Technical information
- Facility ID: 20409
- Class: A
- ERP: 3,000 watts
- HAAT: 90 meters (300 ft)
- Transmitter coordinates: 35°17′3.5″N 77°39′51.9″W﻿ / ﻿35.284306°N 77.664417°W

Links
- Webcast: Listen live
- Website: www.beachboogieandblues.com; www.curtismedia.net/wels-fm/;

= WELS-FM =

WELS-FM (102.9 MHz), also known as Beach Boogie and Blues 102.9 is an American radio station licensed to serve the community of Kinston, North Carolina, United States. The station is owned by Curtis Media Group, via licensee Eastern Airwaves, LLC., and broadcasts a format consisting of rhythmic oldies and Carolina beach music, targeting eastern North Carolina.

The station's programming is also heard in nearby Greenville on full-signalled WNCT (1070 AM), in addition to FM translator signals in New Bern, Jacksonville and Winterville/Greenville.

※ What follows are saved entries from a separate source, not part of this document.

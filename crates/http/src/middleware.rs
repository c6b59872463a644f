use std::sync::Arc;
use std::time::{Duration, Instant};

use axum::extract::{Request, State};
use axum::http::HeaderValue;
use axum::middleware::Next;
use axum::response::Response;
use engine::RuntimeState;
use nanoid::nanoid;

pub const REQUEST_ID_HEADER: &str = "x-request-id";
const SLOW_REQUEST: Duration = Duration::from_millis(1000);

const ID_ALPHABET: [char; 62] = [
    '0', '1', '2', '3', '4', '5', '6', '7', '8', '9', 'A', 'B', 'C', 'D', 'E', 'F', 'G', 'H', 'I',
    'J', 'K', 'L', 'M', 'N', 'O', 'P', 'Q', 'R', 'S', 'T', 'U', 'V', 'W', 'X', 'Y', 'Z', 'a', 'b',
    'c', 'd', 'e', 'f', 'g', 'h', 'i', 'j', 'k', 'l', 'm', 'n', 'o', 'p', 'q', 'r', 's', 't', 'u',
    'v', 'w', 'x', 'y', 'z',
];

/// Tags every request with an id, logs start and end, and feeds the
/// request/error counters.
pub async fn track_requests(
    State(state): State<Arc<RuntimeState>>,
    request: Request,
    next: Next,
) -> Response {
    let request_id = request
        .headers()
        .get(REQUEST_ID_HEADER)
        .and_then(|value| value.to_str().ok())
        .map(str::trim)
        .filter(|value| !value.is_empty())
        .map(str::to_string)
        .unwrap_or_else(|| nanoid!(12, &ID_ALPHABET));
    let method = request.method().clone();
    let url = request.uri().to_string();
    let started = Instant::now();

    tracing::debug!(
        request_id = %request_id,
        method = %method,
        url = %url,
        event = "request_start",
        "request started"
    );

    let mut response = next.run(request).await;

    let elapsed = started.elapsed();
    let status = response.status();
    state.metrics.record_request(elapsed, status.is_server_error());

    let duration_ms = elapsed.as_millis() as u64;
    tracing::info!(
        request_id = %request_id,
        method = %method,
        url = %url,
        status = status.as_u16(),
        duration_ms,
        event = "request_end",
        "request completed"
    );
    if elapsed > SLOW_REQUEST {
        tracing::warn!(
            request_id = %request_id,
            url = %url,
            duration_ms,
            event = "slow_request",
            "slow request"
        );
    }

    if let Ok(value) = HeaderValue::from_str(&request_id) {
        response.headers_mut().insert(REQUEST_ID_HEADER, value);
    }
    response
}
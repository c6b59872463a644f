use std::net::SocketAddr;

/// Bind a listener with `SO_REUSEADDR`, so a restarted server does not fail
/// on a socket still in `TIME_WAIT`.
pub fn bind_listener(addr: SocketAddr) -> Result<tokio::net::TcpListener, String> {
    use socket2::{Domain, Socket, Type};

    let domain = Domain::for_address(addr);
    let socket = Socket::new(domain, Type::STREAM, None)
        .map_err(|err| format!("socket create failed: {}", err))?;
    socket
        .set_reuse_address(true)
        .map_err(|err| format!("set_reuse_address failed: {}", err))?;
    socket
        .bind(&addr.into())
        .map_err(|err| format!("bind {} failed: {}", addr, err))?;
    socket
        .listen(1024)
        .map_err(|err| format!("listen failed: {}", err))?;
    let listener: std::net::TcpListener = socket.into();
    listener
        .set_nonblocking(true)
        .map_err(|err| format!("set_nonblocking failed: {}", err))?;
    tokio::net::TcpListener::from_std(listener)
        .map_err(|err| format!("tokio listener failed: {}", err))
}

#[cfg(test)]
mod tests {
    use super::*;

    #[tokio::test]
    async fn binds_an_ephemeral_port() {
        let listener = bind_listener("127.0.0.1:0".parse().expect("addr")).expect("bind");
        assert_ne!(listener.local_addr().expect("local addr").port(), 0);
    }
}
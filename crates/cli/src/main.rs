use std::sync::Arc;
use std::time::Instant;

use anyhow::Context;
use engine::{RuntimeState, ServerConfig};
use pool::NextjsLauncher;
use tracing_subscriber::layer::SubscriberExt;
use tracing_subscriber::util::SubscriberInitExt;
use tracing_subscriber::{EnvFilter, fmt};

#[tokio::main]
async fn main() -> anyhow::Result<()> {
    init_tracing();

    let started = Instant::now();
    tracing::info!(event = "server_init_start", "initializing activity server");

    let config = ServerConfig::load().context("failed to load configuration")?;
    let addr = config.listen_addr().context("invalid listen address")?;

    let routes = registry::discover(&config.base_dir, &config.search_roots);
    if routes.is_empty() {
        stdio::warn(
            "registry",
            &format!("no activities found under {}", config.base_dir.display()),
        );
    }

    let launcher = Arc::new(NextjsLauncher::new(config.nextjs_options()));
    let state = Arc::new(RuntimeState::new(config, routes, launcher));

    startup_summary(&state, &addr.to_string()).print();
    tracing::info!(
        activities = state.routes.len(),
        duration_ms = started.elapsed().as_millis() as u64,
        event = "server_init_complete",
        "activity server initialized"
    );

    http::serve_http(state, addr)
        .await
        .map_err(anyhow::Error::msg)
}

/// `RUST_LOG` filters (default `info`); `LOG_FORMAT=json` switches to JSON lines.
fn init_tracing() {
    let env_filter = EnvFilter::try_from_default_env().unwrap_or_else(|_| EnvFilter::new("info"));
    let json = std::env::var("LOG_FORMAT")
        .map(|format| format.eq_ignore_ascii_case("json"))
        .unwrap_or(false);

    if json {
        tracing_subscriber::registry()
            .with(env_filter)
            .with(fmt::layer().with_target(false).json())
            .init();
    } else {
        tracing_subscriber::registry()
            .with(env_filter)
            .with(fmt::layer().with_target(false))
            .init();
    }
}

fn startup_summary(state: &RuntimeState, listen_addr: &str) -> stdio::StartupSummary {
    stdio::StartupSummary {
        public_url: state.config.public_url(),
        listen_addr: listen_addr.to_string(),
        activities: state
            .routes
            .iter()
            .map(|activity| {
                (
                    activity.domain.clone(),
                    activity.route.clone(),
                    activity.framework.to_string(),
                )
            })
            .collect(),
    }
}
use std::net::{IpAddr, SocketAddr};
use std::path::{Path, PathBuf};
use std::time::Duration;

use pool::{NextMode, NextjsOptions};
use registry::{SearchRoot, default_search_roots};
use serde::Deserialize;
use thiserror::Error;

pub const CONFIG_ENV: &str = "ACTIVITY_SERVER_CONFIG";
pub const CONFIG_FILE: &str = "activity-server.toml";

#[derive(Debug, Error)]
pub enum ConfigError {
    #[error("failed to read {path}: {source}")]
    Read {
        path: PathBuf,
        #[source]
        source: std::io::Error,
    },
    #[error("failed to parse {path}: {source}")]
    Parse {
        path: PathBuf,
        #[source]
        source: toml::de::Error,
    },
    #[error("invalid port {0:?}")]
    InvalidPort(String),
    #[error("invalid listen host {0:?}")]
    InvalidHost(String),
}

#[derive(Debug, Clone, Default, Deserialize)]
#[serde(default)]
pub struct NextjsConfig {
    /// Program and leading arguments, e.g. `["npx", "next"]`.
    pub command: Option<Vec<String>>,
    pub mode: NextMode,
    pub shared_node_modules: Option<PathBuf>,
}

#[derive(Debug, Clone, Deserialize)]
#[serde(default)]
pub struct ServerConfig {
    pub base_dir: PathBuf,
    pub host: String,
    pub port: u16,
    /// Host name used in the `url` of listed activities.
    pub public_host: String,
    pub search_roots: Vec<SearchRoot>,
    pub request_timeout_secs: u64,
    pub bootstrap_timeout_secs: u64,
    pub nextjs: NextjsConfig,
    pub cors: bool,
    pub shared_assets_dir: Option<PathBuf>,
}

impl Default for ServerConfig {
    fn default() -> Self {
        Self {
            base_dir: PathBuf::from("."),
            host: "0.0.0.0".to_string(),
            port: 3333,
            public_host: "localhost".to_string(),
            search_roots: default_search_roots(),
            request_timeout_secs: 30,
            bootstrap_timeout_secs: 120,
            nextjs: NextjsConfig::default(),
            cors: true,
            shared_assets_dir: None,
        }
    }
}

impl ServerConfig {
    pub fn load() -> Result<Self, ConfigError> {
        let cwd = std::env::current_dir().unwrap_or_else(|_| PathBuf::from("."));
        Self::load_with(&cwd, &|key| std::env::var(key).ok())
    }

    /// Defaults, then the config file, then `ACTIVITY_BASE_DIR`, `HOST` and
    /// `PORT`. A missing or unparsable file is logged and skipped.
    pub fn load_with<F>(cwd: &Path, env_get: &F) -> Result<Self, ConfigError>
    where
        F: Fn(&str) -> Option<String>,
    {
        let env_base_dir = env_get("ACTIVITY_BASE_DIR").map(|dir| cwd.join(dir));
        let base_dir = env_base_dir.clone().unwrap_or_else(|| cwd.to_path_buf());

        let mut config = match Self::find_config_path(&base_dir, cwd, env_get) {
            Some(path) => match Self::from_file(&path) {
                Ok(config) => {
                    tracing::info!(path = %path.display(), "loaded server config");
                    config
                }
                Err(err) => {
                    tracing::warn!("{}; using defaults", err);
                    Self::default()
                }
            },
            None => Self::default(),
        };

        config.base_dir = match env_base_dir {
            Some(dir) => dir,
            None if config.base_dir == Path::new(".") => base_dir,
            None => base_dir.join(&config.base_dir),
        };
        if let Some(host) = env_get("HOST") {
            config.host = host;
        }
        if let Some(port) = env_get("PORT") {
            config.port = port
                .trim()
                .parse()
                .map_err(|_| ConfigError::InvalidPort(port.clone()))?;
        }
        Ok(config)
    }

    /// Parse a TOML config file. Relative paths in it stay relative; they
    /// are resolved against the base directory by [`ServerConfig::load_with`].
    pub fn from_file(path: &Path) -> Result<Self, ConfigError> {
        let contents = std::fs::read_to_string(path).map_err(|source| ConfigError::Read {
            path: path.to_path_buf(),
            source,
        })?;
        toml::from_str(&contents).map_err(|source| ConfigError::Parse {
            path: path.to_path_buf(),
            source,
        })
    }

    fn find_config_path<F>(base_dir: &Path, cwd: &Path, env_get: &F) -> Option<PathBuf>
    where
        F: Fn(&str) -> Option<String>,
    {
        if let Some(path) = env_get(CONFIG_ENV) {
            let path = cwd.join(path);
            if path.exists() {
                return Some(path);
            }
            tracing::warn!("{} set but file not found: {}", CONFIG_ENV, path.display());
        }

        let path = base_dir.join(CONFIG_FILE);
        path.exists().then_some(path)
    }

    pub fn listen_addr(&self) -> Result<SocketAddr, ConfigError> {
        let ip: IpAddr = self
            .host
            .parse()
            .map_err(|_| ConfigError::InvalidHost(self.host.clone()))?;
        Ok(SocketAddr::new(ip, self.port))
    }

    /// Public URL of an activity mounted at `route`.
    pub fn activity_url(&self, route: &str) -> String {
        format!("{}{}", self.public_url(), route)
    }

    pub fn public_url(&self) -> String {
        format!("http://{}:{}", self.public_host, self.port)
    }

    pub fn request_timeout(&self) -> Duration {
        Duration::from_secs(self.request_timeout_secs)
    }

    pub fn assets_dir(&self) -> PathBuf {
        match &self.shared_assets_dir {
            Some(dir) => self.base_dir.join(dir),
            None => self.base_dir.join("assets"),
        }
    }

    pub fn browser_page(&self) -> PathBuf {
        self.base_dir.join("activity-browser.html")
    }

    pub fn nextjs_options(&self) -> NextjsOptions {
        let shared_node_modules = match &self.nextjs.shared_node_modules {
            Some(dir) => self.base_dir.join(dir),
            None => self.base_dir.join("node_modules"),
        };
        NextjsOptions {
            command: self.nextjs.command.clone(),
            mode: self.nextjs.mode,
            shared_node_modules: Some(shared_node_modules),
            bootstrap_timeout: Duration::from_secs(self.bootstrap_timeout_secs),
        }
    }
}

WELS-FM also features news programming from North Carolina News Network.

==History==

For many years, WELS-FM aired a gospel music format, simulcast with their AM sister station (1150 AM). On February 14, 2013, after an ownership change, the station changed to classic hits as "102.9 WELS". The AM station switched to a news/talk format.

On June 27, 2017, WELS-FM changed their format from classic hits to beach music, as Beach, Boogie and Blues, simulcasting WNCT (1070 AM) in Greenville.

==Translators==

In addition to the two originating stations WELS and WNCT, Beach, Boogie and Blues is relayed by an additional three FM translators to expand its broadcast area. The translators are fed by WIKS-HD2.